Au foyer

“Bonne journée mon Loulou !”

Une fois la porte refermée, je me retrouve seul. J’en profite pour me recoucher un peu, c’est tellement bon de prolonger mes rêves… Puis je me lève, mange un bout et me colle à la fenêtre pour voir passer les voitures, observer les petits bonhommes en bas qui gigotent dans le froid tandis que je reste bien au chaud.

Je m’active un peu à la mi-journée. Très sérieusement, je chasse la poussière et vide les poubelles. Et je me prépare comme il se doit pour son retour. Je ne voudrais surtout pas qu’il me surprenne avachi sur le canapé. Quand il passe la porte, il me trouve propre, sagement assis au milieu des trophées que j’ai soigneusement sélectionnés pour lui. J’ai beau dormir seize heures par jour, j’aime bien récolter caresses et compliments quand mon Homme rentre au bercail une fois sa journée terminée. Aujourd’hui pourtant, ce sont cris et taloches qui m’accueillent. De ma cachette sous le fauteuil, je le vois à mon grand dam ramasser un à un tous les détritus et les remettre rageusement dans la poubelle. Ainsi, aujourd’hui, il n’a pas apprécié mon cadeau.

X raisons

Ils sont en retard et j’attends. Qu’est-ce qui peut bien les retenir ? Je vérifie mon téléphone toutes les minutes. Ils ne m’ont pas prévenu de leur retard, n’avancent aucune excuse. Les connaissant, ils sont pris dans les bouchons et n’osent pas téléphoner par peur du gendarme. Ou bien ils ont oublié notre rendez-vous. J’aurais dû le leur rappeler en fin de semaine dernière. Ils peuvent aussi être coincés dans leur ascenseur, sans réseau. Pire : ils ont pris l’ascenseur, ont commencé à s’embrasser dans la cabine et sont remontés en toute vitesse terminer ce qu’ils venaient de commencer.

Je les imagine bien, profitant du trajet retour en ascenseur vers leur appartement pour commencer à ouvrir les boutons de chemises. Une pause sur le palier pour se câliner dans le noir contre leur porte d’entrée. Elle chercherait la clé et la glisserait à tâtons dans la serrure pendant qu’il glisserait ses doigts dans une autre serrure. Une fois rentrés chez eux, ils prendraient à peine le temps de fermer la porte avant de se déshabiller sommairement dans l’entrée. Le pantalon sur les chevilles, il essaierait de la plaquer au mur avant qu’ils ne roulent finalement à même le sol. Elle n’enlèverait pas sa jupe et pour ne pas avoir mal au dos, elle prendrait place au-dessus de lui. Ses genoux lui feraient regretter sa décision, mais un poil trop tard, plus le temps de changer. Une fois assouvi leur accès de fièvre, ils décideraient finalement de prendre quinze minute de plus pour une douche, histoire d’être présentables pour la soirée.

Je suis tiré de mes réflexions par un tapotement sur mon épaule. Je me retourne et les vois me saluer, le sourire aux lèvres. Je me ressaisis puis j’essaie de cacher mon émoi quand je remarque leurs cheveux encore humides.

Tombée de la nuit

Je l’ai aperçue l’autre nuit, dégringolant du ciel sur un nuage. Elle ne se cachait même pas, bien certaine que peu de monde lèverait le nez de ses chaussures. Ou que personne ne croirait ses yeux. On sait si bien se traiter nous-mêmes d’affabulateurs qu’elle n’a pas besoin de cacher son existence. Elle me paraissait d’ailleurs tellement irréelle que longtemps j’ai pensé avoir rêvé. Ce n’est qu’en retrouvant ce bout de nuage effiloché que j’avais glissé à la hâte dans ma poche après sa chute que j’ai bien voulu croire ma mémoire.

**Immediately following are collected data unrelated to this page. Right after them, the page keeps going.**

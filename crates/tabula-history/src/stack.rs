use tabula_core::{Column, ColumnError, ColumnId, Result};
use tabula_formula::Table;

use crate::command::CommandBox;

/// Something that can lend out a column by id for the duration of an edit
pub trait ColumnHost {
    fn with_column<T>(
        &mut self,
        id: ColumnId,
        f: impl FnOnce(&mut Column) -> Result<T>,
    ) -> Result<T>;
}

impl ColumnHost for Column {
    fn with_column<T>(
        &mut self,
        id: ColumnId,
        f: impl FnOnce(&mut Column) -> Result<T>,
    ) -> Result<T> {
        if self.id() != id {
            return Err(ColumnError::UnknownColumn(id.to_string()));
        }
        f(self)
    }
}

/// Edits routed through the table re-trigger auto-update formulas, on undo and redo too
impl ColumnHost for Table {
    fn with_column<T>(
        &mut self,
        id: ColumnId,
        f: impl FnOnce(&mut Column) -> Result<T>,
    ) -> Result<T> {
        self.modify(id, f)
    }
}

#[derive(Debug)]
struct Step {
    column: ColumnId,
    command: CommandBox,
}

/// One undo level: a single command or a closed group
#[derive(Debug)]
struct Entry {
    description: String,
    steps: Vec<Step>,
}

#[derive(Debug)]
struct Group {
    description: String,
    steps: Vec<Step>,
    depth: usize,
}

/// Manages undo/redo history for column edits
#[derive(Default)]
pub struct HistoryManager {
    /// Entries that can be undone
    undo_stack: Vec<Entry>,
    /// Entries that can be redone
    redo_stack: Vec<Entry>,
    /// Maximum number of undo levels
    max_size: usize,
    /// Whether to try merging similar commands
    enable_merging: bool,
    /// Group being collected, if any
    open_group: Option<Group>,
}

impl HistoryManager {
    /// Create a new history manager with the specified max undo levels
    pub fn new(max_size: usize) -> Self {
        Self {
            undo_stack: Vec::new(),
            redo_stack: Vec::new(),
            max_size,
            enable_merging: true,
            open_group: None,
        }
    }

    /// Execute a command on a standalone column and record it
    pub fn execute(&mut self, command: CommandBox, column: &mut Column) -> Result<()> {
        let id = column.id();
        self.execute_on(command, column, id)
    }

    /// Execute a command on column `id` of `host` and record it
    pub fn execute_on<H: ColumnHost>(
        &mut self,
        mut command: CommandBox,
        host: &mut H,
        id: ColumnId,
    ) -> Result<()> {
        host.with_column(id, |column| command.execute(column))?;
        tracing::debug!(column = %id, command = command.description(), "recorded");

        self.redo_stack.clear();
        let step = Step {
            column: id,
            command,
        };

        if let Some(group) = self.open_group.as_mut() {
            group.steps.push(step);
            return Ok(());
        }

        if self.enable_merging {
            if let Some(last) = self.undo_stack.last_mut() {
                if let [previous] = last.steps.as_mut_slice() {
                    if previous.column == step.column
                        && previous.command.can_merge(&*step.command)
                        && previous.command.merge(&*step.command)
                    {
                        return Ok(());
                    }
                }
            }
        }

        self.push(Entry {
            description: step.command.description().to_string(),
            steps: vec![step],
        });
        Ok(())
    }

    fn push(&mut self, entry: Entry) {
        if entry.steps.is_empty() {
            return;
        }
        self.undo_stack.push(entry);
        while self.undo_stack.len() > self.max_size {
            self.undo_stack.remove(0);
        }
    }

    /// Undo the last entry; `Ok(false)` when there is nothing to undo.
    ///
    /// On failure the entry is dropped from the history.
    pub fn undo<H: ColumnHost>(&mut self, host: &mut H) -> Result<bool> {
        let Some(mut entry) = self.undo_stack.pop() else {
            return Ok(false);
        };
        for step in entry.steps.iter_mut().rev() {
            let command = &mut step.command;
            host.with_column(step.column, |column| command.undo(column))?;
        }
        self.redo_stack.push(entry);
        Ok(true)
    }

    /// Redo the last undone entry; `Ok(false)` when there is nothing to redo
    pub fn redo<H: ColumnHost>(&mut self, host: &mut H) -> Result<bool> {
        let Some(mut entry) = self.redo_stack.pop() else {
            return Ok(false);
        };
        for step in entry.steps.iter_mut() {
            let command = &mut step.command;
            host.with_column(step.column, |column| command.execute(column))?;
        }
        self.undo_stack.push(entry);
        Ok(true)
    }

    /// Check if undo is available
    pub fn can_undo(&self) -> bool {
        !self.undo_stack.is_empty()
    }

    /// Check if redo is available
    pub fn can_redo(&self) -> bool {
        !self.redo_stack.is_empty()
    }

    /// Get the description of the next undo entry
    pub fn undo_description(&self) -> Option<&str> {
        self.undo_stack.last().map(|e| e.description.as_str())
    }

    /// Get the description of the next redo entry
    pub fn redo_description(&self) -> Option<&str> {
        self.redo_stack.last().map(|e| e.description.as_str())
    }

    /// Get the number of undo levels available
    pub fn undo_count(&self) -> usize {
        self.undo_stack.len()
    }

    /// Get the number of redo levels available
    pub fn redo_count(&self) -> usize {
        self.redo_stack.len()
    }

    /// Clear all history, dropping an open group
    pub fn clear(&mut self) {
        self.undo_stack.clear();
        self.redo_stack.clear();
        self.open_group = None;
    }

    /// Enable or disable merging of consecutive edits
    pub fn set_merging_enabled(&mut self, enabled: bool) {
        self.enable_merging = enabled;
    }

    /// Start collecting commands into one undo level. Groups nest; only the outermost
    /// description is kept.
    pub fn start_group(&mut self, description: impl Into<String>) {
        match self.open_group.as_mut() {
            Some(group) => group.depth += 1,
            None => {
                self.open_group = Some(Group {
                    description: description.into(),
                    steps: Vec::new(),
                    depth: 1,
                })
            }
        }
    }

    /// Close the innermost group; closing the outermost one records it
    pub fn end_group(&mut self) {
        let Some(group) = self.open_group.as_mut() else {
            return;
        };
        group.depth -= 1;
        if group.depth > 0 {
            return;
        }
        if let Some(group) = self.open_group.take() {
            self.push(Entry {
                description: group.description,
                steps: group.steps,
            });
        }
    }

    /// Check if a group is currently collecting commands
    pub fn in_group(&self) -> bool {
        self.open_group.is_some()
    }
}

impl std::fmt::Debug for HistoryManager {
    fn fmt(&self, f: &mut std::fmt::Formatter<'_>) -> std::fmt::Result {
        f.debug_struct("HistoryManager")
            .field("undo_count", &self.undo_stack.len())
            .field("redo_count", &self.redo_stack.len())
            .field("max_size", &self.max_size)
            .finish()
    }
}
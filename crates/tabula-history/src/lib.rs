pub mod command;
pub mod stack;

pub use command::{
    ClearColumnCommand, ClearFormulasCommand, ClearMasksCommand, Command, CommandBox,
    CompositeCommand, CopyCommand, InsertRowsCommand, RecordedCommand, RemoveRowsCommand,
    RenameCommand, ReplaceValuesCommand, SetDateTimeFormatCommand, SetFormulaCommand,
    SetGlobalFormulaCommand, SetMaskedCommand, SetModeCommand, SetPlotDesignationCommand,
    SetValueCommand,
};
pub use stack::{ColumnHost, HistoryManager};
//! Remote quote source abstractions

use super::quote::QuoteRecord;
use async_trait::async_trait;
use thiserror::Error;

#[derive(Error, Debug, Clone, PartialEq, Eq)]
pub enum NetworkError {
    #[error("Request failed: {0}")]
    Request(String),
    #[error("Server responded with status {0}")]
    Status(u16),
    #[error("Failed to decode server response: {0}")]
    Decode(String),
}

/// Something that can hand back the server's view of the quote collection.
#[async_trait]
pub trait RemoteSource: Send + Sync {
    async fn fetch_quotes(&self) -> Result<Vec<QuoteRecord>, NetworkError>;
}
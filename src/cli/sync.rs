use super::ui;
use crate::core::sync::{self, SharedStore};
use crate::core::{ReconcileOutcome, RemoteSource};
use anyhow::Result;
use std::sync::Arc;
use std::time::Duration;
use tracing::info;

/// Runs a single sync with a spinner. A failed sync is an error.
pub async fn sync_now(store: &SharedStore, source: &dyn RemoteSource) -> Result<()> {
    let pb = ui::new_spinner("Syncing with server...");
    let outcome = sync::sync_once(store, source).await;
    pb.finish_and_clear();

    println!("{}", ui::sync_notification(&outcome));
    if let ReconcileOutcome::Failed { reason } = outcome {
        anyhow::bail!("Sync failed: {reason}");
    }
    Ok(())
}

/// Keeps syncing on `interval` until interrupted with Ctrl-C.
pub async fn watch(
    store: SharedStore,
    source: Arc<dyn RemoteSource>,
    interval: Duration,
) -> Result<()> {
    println!(
        "{}",
        ui::style_text(
            &format!("Syncing every {}s. Press Ctrl-C to stop.", interval.as_secs()),
            ui::StyleType::Subtle
        )
    );
    let mut handle = sync::schedule(store, source, interval);

    loop {
        tokio::select! {
            outcome = handle.next_outcome() => match outcome {
                Some(outcome) => println!("{}", ui::sync_notification(&outcome)),
                None => break,
            },
            signal = tokio::signal::ctrl_c() => {
                signal?;
                info!("Interrupted, stopping sync");
                break;
            }
        }
    }

    handle.stop().await;
    Ok(())
}
pub mod quotes;
pub mod session;
pub mod setup;
pub mod sync;
pub mod transfer;
pub mod ui;
use super::ui;
use crate::core::QuoteStore;
use anyhow::{Context, Result};
use std::path::Path;

pub const DEFAULT_EXPORT_FILE: &str = "quotes.json";

/// Reads a JSON file of quotes and appends them to the collection.
pub async fn import(store: &mut QuoteStore, path: &Path) -> Result<()> {
    let payload = tokio::fs::read(path)
        .await
        .with_context(|| format!("Failed to read import file: {}", path.display()))?;

    let summary = store
        .import_batch(&payload)
        .await
        .with_context(|| format!("Failed to import {}", path.display()))?;

    println!(
        "{}",
        ui::style_text(
            &format!("{} quote(s) imported successfully!", summary.added),
            ui::StyleType::Success
        )
    );
    if summary.skipped_invalid > 0 || summary.skipped_duplicate > 0 {
        println!(
            "{}",
            ui::style_text(
                &format!(
                    "Skipped {} malformed and {} duplicate entries.",
                    summary.skipped_invalid, summary.skipped_duplicate
                ),
                ui::StyleType::Subtle
            )
        );
    }
    Ok(())
}

/// Writes the collection to `path` in the interchange format.
pub async fn export(store: &QuoteStore, path: &Path) -> Result<()> {
    let snapshot = store
        .export_snapshot()
        .context("Failed to serialize quotes")?;

    tokio::fs::write(path, &snapshot)
        .await
        .with_context(|| format!("Failed to write export file: {}", path.display()))?;

    tracing::info!("Exported {} quotes to {}", store.len(), path.display());
    println!(
        "{}",
        ui::style_text(
            &format!("Exported {} quote(s) to {}", store.len(), path.display()),
            ui::StyleType::Success
        )
    );
    Ok(())
}
use crate::core::config::AppConfig;
use anyhow::{Context, Result};
use std::path::Path;

// Include the example config as a string literal in the binary
const EXAMPLE_CONFIG: &str = include_str!("../../docs/example_config.yaml");

/// Creates a default configuration file with example content at the default location
pub fn setup() -> Result<()> {
    let path = AppConfig::default_config_path()?;
    setup_at_path(path)
}

/// Creates a default configuration file with example content at the specified path
pub fn setup_at_path<P: AsRef<Path>>(path: P) -> Result<()> {
    let path = path.as_ref();

    if path.exists() {
        anyhow::bail!("Configuration file already exists at {}", path.display());
    }

    if let Some(parent) = path.parent() {
        std::fs::create_dir_all(parent)
            .with_context(|| format!("Failed to create directory: {}", parent.display()))?;
    }

    std::fs::write(path, EXAMPLE_CONFIG)
        .with_context(|| format!("Failed to write config file to {}", path.display()))?;

    tracing::info!("Created default configuration at {}", path.display());
    println!("Created default configuration at {}", path.display());
    Ok(())
}
pub mod cli;
pub mod core;
pub mod providers;
pub mod store;

use crate::core::config::AppConfig;
use crate::core::storage::{KeyValueCollection, Store};
use crate::core::{QuoteStore, RemoteSource};
use anyhow::Result;
use std::path::PathBuf;
use std::sync::Arc;
use store::KeyValueStore;
use store::memory::MemoryCollection;
use tokio::sync::Mutex;
use tracing::{debug, info, warn};

/// Durable collection holding the quotes and the last filter.
pub const LOCAL_COLLECTION: &str = "local";
/// Ephemeral collection holding the last displayed quote.
pub const SESSION_COLLECTION: &str = "session";

#[derive(Debug, Clone, PartialEq, Eq)]
pub enum AppCommand {
    Show { category: Option<String> },
    List { category: Option<String> },
    Categories,
    Add { text: String, category: String },
    Import { path: PathBuf },
    Export { output: PathBuf },
    Sync,
    Watch,
    Session,
    Reset,
}

/// Opens the quote store on top of `kv`. Falls back to memory when the
/// durable collection is unavailable, so the app keeps working.
pub async fn open_quote_store(kv: &dyn Store, config: &AppConfig) -> QuoteStore {
    let local = kv
        .get_collection(LOCAL_COLLECTION, true, true)
        .unwrap_or_else(|| {
            warn!("Durable storage unavailable, changes will not be kept");
            Arc::new(MemoryCollection::new()) as Arc<dyn KeyValueCollection>
        });
    let session = kv
        .get_collection(SESSION_COLLECTION, false, true)
        .unwrap_or_else(|| Arc::new(MemoryCollection::new()) as Arc<dyn KeyValueCollection>);

    QuoteStore::initialize(local, session)
        .await
        .with_import_dedup(config.import.dedup)
}

pub async fn run_command(command: AppCommand, config_path: Option<&str>) -> Result<()> {
    info!("quotesync starting...");

    let config = match config_path {
        Some(path) => AppConfig::load_from_path(path)?,
        None => AppConfig::load()?,
    };
    debug!("Loaded config: {config:#?}");

    let data_path = config.data_path()?;
    let kv = KeyValueStore::open(&data_path);
    let mut quote_store = open_quote_store(&kv, &config).await;

    match command {
        AppCommand::Show { category } => cli::quotes::show(&quote_store, category.as_deref()).await,
        AppCommand::List { category } => cli::quotes::list(&quote_store, category.as_deref()).await,
        AppCommand::Categories => cli::quotes::categories(&quote_store).await,
        AppCommand::Add { text, category } => {
            cli::quotes::add(&mut quote_store, &text, &category).await
        }
        AppCommand::Import { path } => cli::transfer::import(&mut quote_store, &path).await,
        AppCommand::Export { output } => cli::transfer::export(&quote_store, &output).await,
        AppCommand::Reset => match kv.get_collection(LOCAL_COLLECTION, true, false) {
            Some(local) => cli::quotes::reset(local.as_ref()).await,
            None => anyhow::bail!("Durable storage unavailable at {}", data_path.display()),
        },
        AppCommand::Sync | AppCommand::Watch | AppCommand::Session => {
            let source: Arc<dyn RemoteSource> = Arc::new(
                providers::placeholder::PlaceholderProvider::new(
                    &config.sync.base_url,
                    config.sync.limit,
                )?,
            );
            let shared = Arc::new(Mutex::new(quote_store));
            let interval = config.sync.interval();

            match command {
                AppCommand::Sync => cli::sync::sync_now(&shared, source.as_ref()).await,
                AppCommand::Watch => cli::sync::watch(shared, source, interval).await,
                _ => cli::session::run(shared, source, interval).await,
            }
        }
    }
}
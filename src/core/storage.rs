//! Key-value storage abstractions shared by the durable and session backends

use async_trait::async_trait;
use std::sync::Arc;

/// A named bag of byte values, addressed by byte keys.
///
/// Implementations swallow backend failures (logging them) so callers can
/// keep working from their in-memory state.
#[async_trait]
pub trait KeyValueCollection: Send + Sync {
    async fn get(&self, key: &[u8]) -> Option<Vec<u8>>;
    async fn put(&self, key: &[u8], value: &[u8]);
    async fn remove(&self, key: &[u8]);
}

/// Hands out collections by name.
pub trait Store: Send + Sync {
    /// Returns the collection called `name`. `persist` selects the durable
    /// backend; `None` means the collection does not exist and was not (or
    /// could not be) created.
    fn get_collection(
        &self,
        name: &str,
        persist: bool,
        create_if_missing: bool,
    ) -> Option<Arc<dyn KeyValueCollection>>;
}
use crate::core::storage::KeyValueCollection;
use async_trait::async_trait;
use std::collections::HashMap;
use tokio::sync::Mutex;
use tracing::debug;

/// In-memory collection, lost when the process exits
#[derive(Default)]
pub struct MemoryCollection {
    inner: Mutex<HashMap<Vec<u8>, Vec<u8>>>,
}

impl MemoryCollection {
    pub fn new() -> Self {
        Self::default()
    }
}

#[async_trait]
impl KeyValueCollection for MemoryCollection {
    async fn get(&self, key: &[u8]) -> Option<Vec<u8>> {
        let map = self.inner.lock().await;
        let value = map.get(key).cloned();
        if value.is_some() {
            debug!("Memory HIT for key: {}", String::from_utf8_lossy(key));
        } else {
            debug!("Memory MISS for key: {}", String::from_utf8_lossy(key));
        }
        value
    }

    async fn put(&self, key: &[u8], value: &[u8]) {
        let mut map = self.inner.lock().await;
        debug!("Memory PUT for key: {}", String::from_utf8_lossy(key));
        map.insert(key.to_vec(), value.to_vec());
    }

    async fn remove(&self, key: &[u8]) {
        let mut map = self.inner.lock().await;
        map.remove(key);
        debug!("Memory REMOVE for key: {}", String::from_utf8_lossy(key));
    }
}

Bien sûr, en arrivant à l’endroit où je l’ai vue tomber, je n’ai rien trouvé du tout. Elle était déjà repartie à l’assaut du ciel sur son nuage. Mais au moins je sais qu’elle vient vraiment. Je ne sais pas si elle se soucie réellement de nous, mais elle nous rend visite. Ainsi donc, j’avais raison d’y croire.

Ainsi bat la vie

L’enfance, les études, les rencontres, le boulot, la rencontre, le mariage, les enfants, l’éducation, la retraite, les voyages, le placard et la mort. Ainsi va la vie.

Un chien aimant, une oreille attentive et sincère, les soirées insensées, le souci du détail, les jambes dévoilées, des éclats de rire, les gâteaux au chocolat qui se succèdent, le bénévolat, les couchers de soleil, le rami d’après midi et la mort.  Ainsi rit la vie.

Les familles décousues, le système rouleau-compresseur, les coups en traître des amis de passage, le chômage, la solitude, la déviance, la misère, l’hôpital et la mort. Ainsi bat la vie.

On achève bien les chauves

La machine accomplit son œuvre, relativement silencieusement au regard de la désolation qu’elle sème. Les jeunes troncs se battent de toute leur sève pour échapper à la pince qui viendra les cueillir tel un enfant des marguerites. Mais le bois ne peut pas grand chose contre les dents de métal qui déjà le coupent de ses racines. Tout juste peut-il espérer que sa lignine tienne le coup. En vain, évidemment. Des arbres à peine cinquantenaires sont trimbalés par la machine comme je jetterais négligemment quelques fétus de paille. Bientôt, la terre sera creusée, bientôt de leurs racines il ne restera rien.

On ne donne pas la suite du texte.